This choice of society asserts itself with all the more force as the arguments asserted by Macron and the “experts” who follow one another in the media fail to convince. The Council of Orientation of Pensions (COR), official organization responsible for monitoring of the system, has itself released a report last summer advancing projections for the next forty years, showing a system in equilibrium. The “common sense” statement that there are going be more and more pensioners and fewer and fewer active people (which is true) does not in any way lead to an uncontrollable increase in expenditure. On the contrary, expenditure as a percentage of GDP would remain very stable, between 13 and 14 per cent by 2070. It is revenues that would fall, due to insufficient pension payments from the state for public sector workers. In all the hypotheses, the accounts show only a slight deficit with regard to the amount of revenue and expenditure. The system has been in surplus for the past two years (4 billion euros in total) and will show a maximum deficit of 10.7 billion in 2027, compared to the 350 billion euros in expenditure. All this is in the COR report, which explicitly states that the situation is not catastrophic…contrary to what the government says. In addition, the government claims that a greater number of active workers is necessary, whereas between the ages of 50 and 65 the current employment rate is only 56 per cent, due to redundancy plans, illnesses and the impossibility of finding a job.

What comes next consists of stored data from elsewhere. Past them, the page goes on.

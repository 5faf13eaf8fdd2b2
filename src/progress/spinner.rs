use std::sync::atomic::{AtomicUsize, Ordering};
use std::sync::mpsc::{self, RecvTimeoutError, Sender};
use std::sync::{Arc, OnceLock};
use std::thread::{self, JoinHandle};
use std::time::{Duration, Instant};

use indicatif::{MultiProgress, ProgressBar, ProgressDrawTarget, ProgressStyle};

const FRAMES: &[&str] = &["|", "/", "-", "\\", " "];

/// All visible spinners draw through one stderr target so concurrent ones get
/// a line each instead of overwriting each other.
fn terminal() -> &'static MultiProgress {
    static TERMINAL: OnceLock<MultiProgress> = OnceLock::new();
    TERMINAL.get_or_init(|| MultiProgress::with_draw_target(ProgressDrawTarget::stderr()))
}

/// Single-line terminal status animation shown while a blocking call runs.
///
/// The spinner repaints from its own thread. It is stopped on [`Spinner::stop`]
/// or when dropped, so holding it as a local guard around a request clears the
/// line on every exit path.
pub struct Spinner {
    message: String,
    delay: Duration,
    dot_delay: Duration,
    show_dots: bool,
    hidden: bool,
    frames: Arc<AtomicUsize>,
    dots: Arc<AtomicUsize>,
    active: Option<Active>,
}

struct Active {
    bar: ProgressBar,
    stop_tx: Sender<()>,
    handle: JoinHandle<()>,
}

impl Spinner {
    pub fn new(message: impl Into<String>) -> Self {
        Self {
            message: message.into(),
            delay: Duration::from_millis(100),
            dot_delay: Duration::from_secs(1),
            show_dots: true,
            hidden: false,
            frames: Arc::new(AtomicUsize::new(0)),
            dots: Arc::new(AtomicUsize::new(0)),
            active: None,
        }
    }

    /// Create and immediately start a spinner.
    pub fn started(message: impl Into<String>) -> Self {
        let mut spinner = Self::new(message);
        spinner.start();
        spinner
    }

    pub fn with_dots(mut self, enabled: bool) -> Self {
        self.show_dots = enabled;
        self
    }

    pub fn with_delay(mut self, delay: Duration) -> Self {
        self.delay = delay;
        self
    }

    pub fn with_dot_delay(mut self, dot_delay: Duration) -> Self {
        self.dot_delay = dot_delay;
        self
    }

    /// Draw nowhere. The animation thread still runs.
    pub fn hidden(mut self) -> Self {
        self.hidden = true;
        self
    }

    pub fn is_running(&self) -> bool {
        self.active.is_some()
    }

    pub fn message(&self) -> &str {
        &self.message
    }

    /// Number of frames painted since the spinner was created.
    pub fn frame_index(&self) -> usize {
        self.frames.load(Ordering::Relaxed)
    }

    /// Length of the trailing dot trail.
    pub fn dot_count(&self) -> usize {
        self.dots.load(Ordering::Relaxed)
    }

    pub fn start(&mut self) {
        if self.active.is_some() {
            return;
        }

        tracing::trace!("Spinner started: {}", self.message);

        let bar = if self.hidden {
            ProgressBar::hidden()
        } else {
            terminal().add(ProgressBar::new_spinner())
        };
        bar.set_style(
            ProgressStyle::with_template(" {spinner} {msg}")
                .unwrap_or_else(|_| ProgressStyle::default_spinner())
                .tick_strings(FRAMES),
        );
        bar.set_message(self.message.clone());

        let (stop_tx, stop_rx) = mpsc::channel::<()>();
        let ticker = bar.clone();
        let message = self.message.clone();
        let delay = self.delay;
        let dot_delay = self.dot_delay;
        let show_dots = self.show_dots;
        let frames = Arc::clone(&self.frames);
        let dots = Arc::clone(&self.dots);

        let handle = thread::spawn(move || {
            let mut trail = String::new();
            let mut last_dot = Instant::now();
            loop {
                if show_dots && last_dot.elapsed() >= dot_delay {
                    trail.push('.');
                    last_dot = Instant::now();
                    dots.fetch_add(1, Ordering::Relaxed);
                    ticker.set_message(format!("{}{}", message, trail));
                }
                ticker.tick();
                frames.fetch_add(1, Ordering::Relaxed);

                match stop_rx.recv_timeout(delay) {
                    Err(RecvTimeoutError::Timeout) => continue,
                    // stop signal or the owning spinner went away
                    _ => break,
                }
            }
        });

        self.active = Some(Active {
            bar,
            stop_tx,
            handle,
        });
    }

    /// Stop the animation and clear its line. Returns once the repaint thread
    /// has exited.
    pub fn stop(&mut self) {
        let Some(active) = self.active.take() else {
            return;
        };

        let _ = active.stop_tx.send(());
        if active.handle.join().is_err() {
            tracing::warn!("Spinner thread panicked: {}", self.message);
        }
        active.bar.finish_and_clear();
        if !self.hidden {
            terminal().remove(&active.bar);
        }
        tracing::trace!("Spinner stopped: {}", self.message);
    }
}

impl Drop for Spinner {
    fn drop(&mut self) {
        self.stop();
    }
}

#[cfg(test)]
mod tests {
    use super::*;

    fn quick(message: &str) -> Spinner {
        Spinner::new(message)
            .hidden()
            .with_delay(Duration::from_millis(10))
            .with_dot_delay(Duration::from_millis(30))
    }

    #[test]
    fn test_stop_without_start_is_noop() {
        let mut spinner = Spinner::new("idle").hidden();
        spinner.stop();
        spinner.stop();
        assert!(!spinner.is_running());
        assert_eq!(spinner.frame_index(), 0);
        assert_eq!(spinner.dot_count(), 0);
    }

    #[test]
    fn test_start_twice_keeps_single_ticker() {
        let mut spinner = quick("twice");
        spinner.start();
        spinner.start();
        assert!(spinner.is_running());
        spinner.stop();
        assert!(!spinner.is_running());
    }

    #[test]
    fn test_animates_and_grows_dot_trail() {
        let mut spinner = quick("working");
        spinner.start();
        thread::sleep(Duration::from_millis(150));
        spinner.stop();

        assert!(spinner.frame_index() >= 2);
        assert!(spinner.dot_count() >= 1);
        assert_eq!(spinner.message(), "working");
    }

    #[test]
    fn test_no_frames_after_stop() {
        let mut spinner = quick("settle");
        spinner.start();
        thread::sleep(Duration::from_millis(40));
        spinner.stop();

        let frames = spinner.frame_index();
        thread::sleep(Duration::from_millis(50));
        assert_eq!(spinner.frame_index(), frames);
    }

    #[test]
    fn test_dots_can_be_disabled() {
        let mut spinner = quick("quiet").with_dots(false);
        spinner.start();
        thread::sleep(Duration::from_millis(100));
        spinner.stop();
        assert_eq!(spinner.dot_count(), 0);
    }

    #[test]
    fn test_drop_stops_running_spinner() {
        let frames;
        {
            let mut spinner = quick("scoped");
            spinner.start();
            frames = Arc::clone(&spinner.frames);
            thread::sleep(Duration::from_millis(30));
        }
        let after_drop = frames.load(Ordering::Relaxed);
        thread::sleep(Duration::from_millis(50));
        assert_eq!(frames.load(Ordering::Relaxed), after_drop);
    }

    #[test]
    fn test_concurrent_visible_spinners() {
        let mut first = Spinner::new("first")
            .with_delay(Duration::from_millis(10))
            .with_dots(false);
        let mut second = Spinner::new("second")
            .with_delay(Duration::from_millis(10))
            .with_dots(false);

        first.start();
        second.start();
        thread::sleep(Duration::from_millis(60));
        second.stop();
        assert!(first.is_running());
        first.stop();

        assert!(first.frame_index() >= 2);
        assert!(second.frame_index() >= 2);
        assert!(!first.is_running() && !second.is_running());
    }

    #[test]
    fn test_restart_after_stop() {
        let mut spinner = quick("again");
        spinner.start();
        spinner.stop();
        spinner.start();
        assert!(spinner.is_running());
    }
}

So, already, the government has lost a battle, its attempt to justify a reform to preserve and “save” the system, and it will not be able to convince people in the next two months. Similarly, there is a deep conviction that if it were necessary to finance a limited deficit in the years to come, there is no reason for this burden to weigh on wage earners, and in particular the poorest sectors and those subject to the most difficult work. Because, in the face of these measures, the government regularly displays the desire, in order to “protect growth,” not to increase employers’ contributions to the Social Security Funds (including the Old Age Fund), to lower compulsory deductions, and to lower all taxes on production and business. This is in a context of explosive growth of corporate profits, massive distribution of dividends, and individual enrichment of the wealthiest category of the population. In 2022, CAC 40 companies earned 172 billion euros in profits (a 34 percent increase compared to 2021) and distributed 80 billion euros to their shareholders in the form of dividends or share buybacks. As a result, it is a class reform… and it shows.

Basically, all the polls conducted in recent months, including since the announcement of the reform, show an overwhelming majority hostile to this reform, with a lesser opposition only among executives and pensioners. Ninety percent of working people are opposed to the postponement of the retirement age to 64; 60 percent approve of the union mobilisation against this project; and 46 percent are ready to mobilise.

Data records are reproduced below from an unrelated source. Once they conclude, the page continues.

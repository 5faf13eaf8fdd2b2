use std::env;
use std::fmt;

use secrecy::{ExposeSecret, SecretString};

use crate::error::{Error, Result};

pub const OPENAI_API_URL: &str = "https://api.openai.com/v1/chat/completions";
pub const ANTHROPIC_API_URL: &str = "https://api.anthropic.com/v1/messages";

const DEFAULT_TEMPERATURE: f32 = 0.1;
const DEFAULT_MAX_TOKENS: u32 = 450;

/// The LLM backends a request can be routed to.
#[derive(Debug, Clone, Copy, PartialEq, Eq)]
pub enum ProviderKind {
    OpenAI,
    Anthropic,
}

impl ProviderKind {
    /// Resolve a user-supplied provider name. Matching is case-insensitive and
    /// an empty name selects OpenAI.
    pub fn parse(name: &str) -> Result<Self> {
        let normalized = name.trim().to_lowercase();
        match normalized.as_str() {
            "" | "openai" => Ok(ProviderKind::OpenAI),
            "anthropic" => Ok(ProviderKind::Anthropic),
            _ => Err(Error::UnsupportedProvider(normalized)),
        }
    }

    /// Environment variable the provider's API key is read from.
    pub fn key_env_var(&self) -> &'static str {
        match self {
            ProviderKind::OpenAI => "OPENAI_API_KEY",
            ProviderKind::Anthropic => "ANTHROPIC_API_KEY",
        }
    }

    fn env_prefix(&self) -> &'static str {
        match self {
            ProviderKind::OpenAI => "OPENAI",
            ProviderKind::Anthropic => "ANTHROPIC",
        }
    }

    fn default_model(&self) -> &'static str {
        match self {
            ProviderKind::OpenAI => "gpt-4o",
            ProviderKind::Anthropic => "claude-sonnet-4-20250514",
        }
    }

    fn default_api_url(&self) -> &'static str {
        match self {
            ProviderKind::OpenAI => OPENAI_API_URL,
            ProviderKind::Anthropic => ANTHROPIC_API_URL,
        }
    }
}

impl fmt::Display for ProviderKind {
    fn fmt(&self, f: &mut fmt::Formatter<'_>) -> fmt::Result {
        match self {
            ProviderKind::OpenAI => write!(f, "OpenAI"),
            ProviderKind::Anthropic => write!(f, "Anthropic"),
        }
    }
}

/// Settings for a single provider.
#[derive(Debug)]
pub struct ProviderConfig {
    pub api_key: SecretString,
    pub model: String,
    pub temperature: f32,
    pub max_tokens: u32,
    pub api_url: String,
}

impl ProviderConfig {
    pub fn new(kind: ProviderKind, api_key: impl Into<String>) -> Self {
        Self {
            api_key: SecretString::from(api_key.into()),
            model: kind.default_model().to_string(),
            temperature: DEFAULT_TEMPERATURE,
            max_tokens: DEFAULT_MAX_TOKENS,
            api_url: kind.default_api_url().to_string(),
        }
    }

    pub fn with_model(mut self, model: impl Into<String>) -> Self {
        self.model = model.into();
        self
    }

    pub fn with_api_url(mut self, api_url: impl Into<String>) -> Self {
        self.api_url = api_url.into();
        self
    }

    pub fn has_api_key(&self) -> bool {
        !self.api_key.expose_secret().trim().is_empty()
    }

    fn from_lookup<F>(kind: ProviderKind, lookup: &F) -> Result<Self>
    where
        F: Fn(&str) -> Option<String>,
    {
        let prefix = kind.env_prefix();
        let var = |suffix: &str| lookup(&format!("{}_{}", prefix, suffix));

        let mut config = Self::new(kind, var("API_KEY").unwrap_or_default());

        if let Some(model) = var("MODEL").filter(|v| !v.trim().is_empty()) {
            config.model = model;
        }

        if let Some(raw) = var("TEMPERATURE") {
            let temperature: f32 = raw.trim().parse().map_err(|_| {
                Error::Config(format!("{}_TEMPERATURE is not a number: {}", prefix, raw))
            })?;
            if !(0.0..=2.0).contains(&temperature) {
                return Err(Error::Config(format!(
                    "{}_TEMPERATURE must be between 0 and 2, got {}",
                    prefix, temperature
                )));
            }
            config.temperature = temperature;
        }

        if let Some(raw) = var("MAX_TOKENS") {
            let max_tokens: u32 = raw.trim().parse().map_err(|_| {
                Error::Config(format!("{}_MAX_TOKENS is not a positive integer: {}", prefix, raw))
            })?;
            if max_tokens == 0 {
                return Err(Error::Config(format!("{}_MAX_TOKENS must be greater than 0", prefix)));
            }
            config.max_tokens = max_tokens;
        }

        if let Some(url) = var("API_URL").filter(|v| !v.trim().is_empty()) {
            config.api_url = url;
        }

        Ok(config)
    }
}

/// Everything the dispatcher needs to route and perform a completion.
#[derive(Debug)]
pub struct AiConfig {
    /// Raw provider name as configured; resolved by [`ProviderKind::parse`].
    pub provider: String,
    pub openai: ProviderConfig,
    pub anthropic: ProviderConfig,
}

impl AiConfig {
    pub fn provider_config(&self, kind: ProviderKind) -> &ProviderConfig {
        match kind {
            ProviderKind::OpenAI => &self.openai,
            ProviderKind::Anthropic => &self.anthropic,
        }
    }
}

#[derive(Debug)]
pub struct Config {
    pub ai: AiConfig,
    pub github_token: Option<String>,
}

impl Config {
    pub fn from_env() -> Result<Self> {
        Self::from_lookup(|key| env::var(key).ok())
    }

    /// Build the configuration from an arbitrary variable source.
    pub fn from_lookup<F>(lookup: F) -> Result<Self>
    where
        F: Fn(&str) -> Option<String>,
    {
        let provider = lookup("AIPR_PROVIDER").unwrap_or_default();
        let openai = ProviderConfig::from_lookup(ProviderKind::OpenAI, &lookup)?;
        let anthropic = ProviderConfig::from_lookup(ProviderKind::Anthropic, &lookup)?;

        let github_token = lookup("GITHUB_TOKEN")
            .or_else(|| lookup("GH_TOKEN"))
            .filter(|t| !t.trim().is_empty());

        Ok(Self {
            ai: AiConfig {
                provider,
                openai,
                anthropic,
            },
            github_token,
        })
    }
}

#[cfg(test)]
mod tests {
    use super::*;
    use std::collections::HashMap;

    fn lookup_from(pairs: &[(&str, &str)]) -> impl Fn(&str) -> Option<String> {
        let vars: HashMap<String, String> = pairs
            .iter()
            .map(|(k, v)| (k.to_string(), v.to_string()))
            .collect();
        move |key| vars.get(key).cloned()
    }

    #[test]
    fn test_provider_names_are_case_insensitive() {
        assert_eq!(ProviderKind::parse("OpenAI").unwrap(), ProviderKind::OpenAI);
        assert_eq!(ProviderKind::parse("ANTHROPIC").unwrap(), ProviderKind::Anthropic);
        assert_eq!(ProviderKind::parse("").unwrap(), ProviderKind::OpenAI);
    }

    #[test]
    fn test_unknown_provider_is_rejected() {
        match ProviderKind::parse("Gemini") {
            Err(Error::UnsupportedProvider(name)) => assert_eq!(name, "gemini"),
            other => panic!("unexpected result: {:?}", other),
        }
    }

    #[test]
    fn test_defaults_when_unset() {
        let config = Config::from_lookup(lookup_from(&[])).unwrap();
        assert_eq!(config.ai.provider, "");
        assert_eq!(config.ai.openai.model, "gpt-4o");
        assert_eq!(config.ai.openai.temperature, 0.1);
        assert_eq!(config.ai.openai.max_tokens, 450);
        assert_eq!(config.ai.openai.api_url, OPENAI_API_URL);
        assert_eq!(config.ai.anthropic.api_url, ANTHROPIC_API_URL);
        assert!(!config.ai.openai.has_api_key());
        assert!(config.github_token.is_none());
    }

    #[test]
    fn test_reads_provider_overrides() {
        let config = Config::from_lookup(lookup_from(&[
            ("AIPR_PROVIDER", "anthropic"),
            ("ANTHROPIC_API_KEY", "sk-ant"),
            ("ANTHROPIC_MODEL", "claude-3-haiku"),
            ("ANTHROPIC_TEMPERATURE", "0.7"),
            ("ANTHROPIC_MAX_TOKENS", "1024"),
            ("GH_TOKEN", "ghp_x"),
        ]))
        .unwrap();

        assert_eq!(config.ai.provider, "anthropic");
        assert_eq!(config.ai.anthropic.model, "claude-3-haiku");
        assert_eq!(config.ai.anthropic.temperature, 0.7);
        assert_eq!(config.ai.anthropic.max_tokens, 1024);
        assert_eq!(config.ai.anthropic.api_key.expose_secret(), "sk-ant");
        assert_eq!(config.github_token.as_deref(), Some("ghp_x"));
    }

    #[test]
    fn test_rejects_out_of_range_temperature() {
        let result = Config::from_lookup(lookup_from(&[("OPENAI_TEMPERATURE", "2.5")]));
        assert!(matches!(result, Err(Error::Config(_))));
    }

    #[test]
    fn test_rejects_zero_max_tokens() {
        let result = Config::from_lookup(lookup_from(&[("OPENAI_MAX_TOKENS", "0")]));
        assert!(matches!(result, Err(Error::Config(_))));
    }

    #[test]
    fn test_builders_override_defaults() {
        let config = ProviderConfig::new(ProviderKind::Anthropic, "sk-ant")
            .with_model("claude-3-5-haiku-latest")
            .with_api_url("http://localhost:8080/v1/messages");

        assert_eq!(config.model, "claude-3-5-haiku-latest");
        assert_eq!(config.api_url, "http://localhost:8080/v1/messages");
        assert_eq!(config.max_tokens, 450);
        assert!(config.has_api_key());
    }

    #[test]
    fn test_api_key_is_redacted_in_debug_output() {
        let config = ProviderConfig::new(ProviderKind::OpenAI, "sk-very-secret");
        assert!(!format!("{:?}", config).contains("sk-very-secret"));
    }
}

All the unions (CGT, CFDT, FO, FSU, Solidaires, UNSA, CFTC) refused the framework of the law during talks with the government, even those like the CFDT, the UNSA, the CGC, and the CFTC, which are inclined to accept liberal reforms and support for government policies. All the unions are calling for a first day of strikes and demonstrations on January 19, around a single slogan: the withdrawal of the government project. At the CFDT’s last confederal congress, the leadership was given a clear order to refuse any effort to raise the retirement age, no matter how it was done. In the past, when governments tried to change the way pensions work, like in 2003 and 2010, they ran into a similar trade union front, with all trade union confederations directly against the project. It should nevertheless be noted that in 1995, the CFDT was not involved in the movement against the “Juppé plan,” which aimed at aligning public sector workers with the level of the regressions imposed on private sector workers in 1993. Still, Juppé had to give up on his plan because of a general mobilisation and a long strike by SNCF rail workers. The CFDT was in deep crisis in 1995, and several unions defected to Solidaires and the FSU. Similarly, in 2003, the trade union movement, which started out united against the Fillon reform with the same objective, split, with the CGC and CFDT rallying to the project during its parliamentary discussion, which lasted six months. In 2010, the mobilisation went on for nine months, from March to November. There were 14 days of strikes and protests spread out over that time. In 2013, the CFDT also supported the Touraine reform of the Socialist government. Since 1995, the social movement has failed to block a pension reform, except in 2020, when Macron had to postpone his reform project in the face of mobilizations and the arrival of the COVID pandemic.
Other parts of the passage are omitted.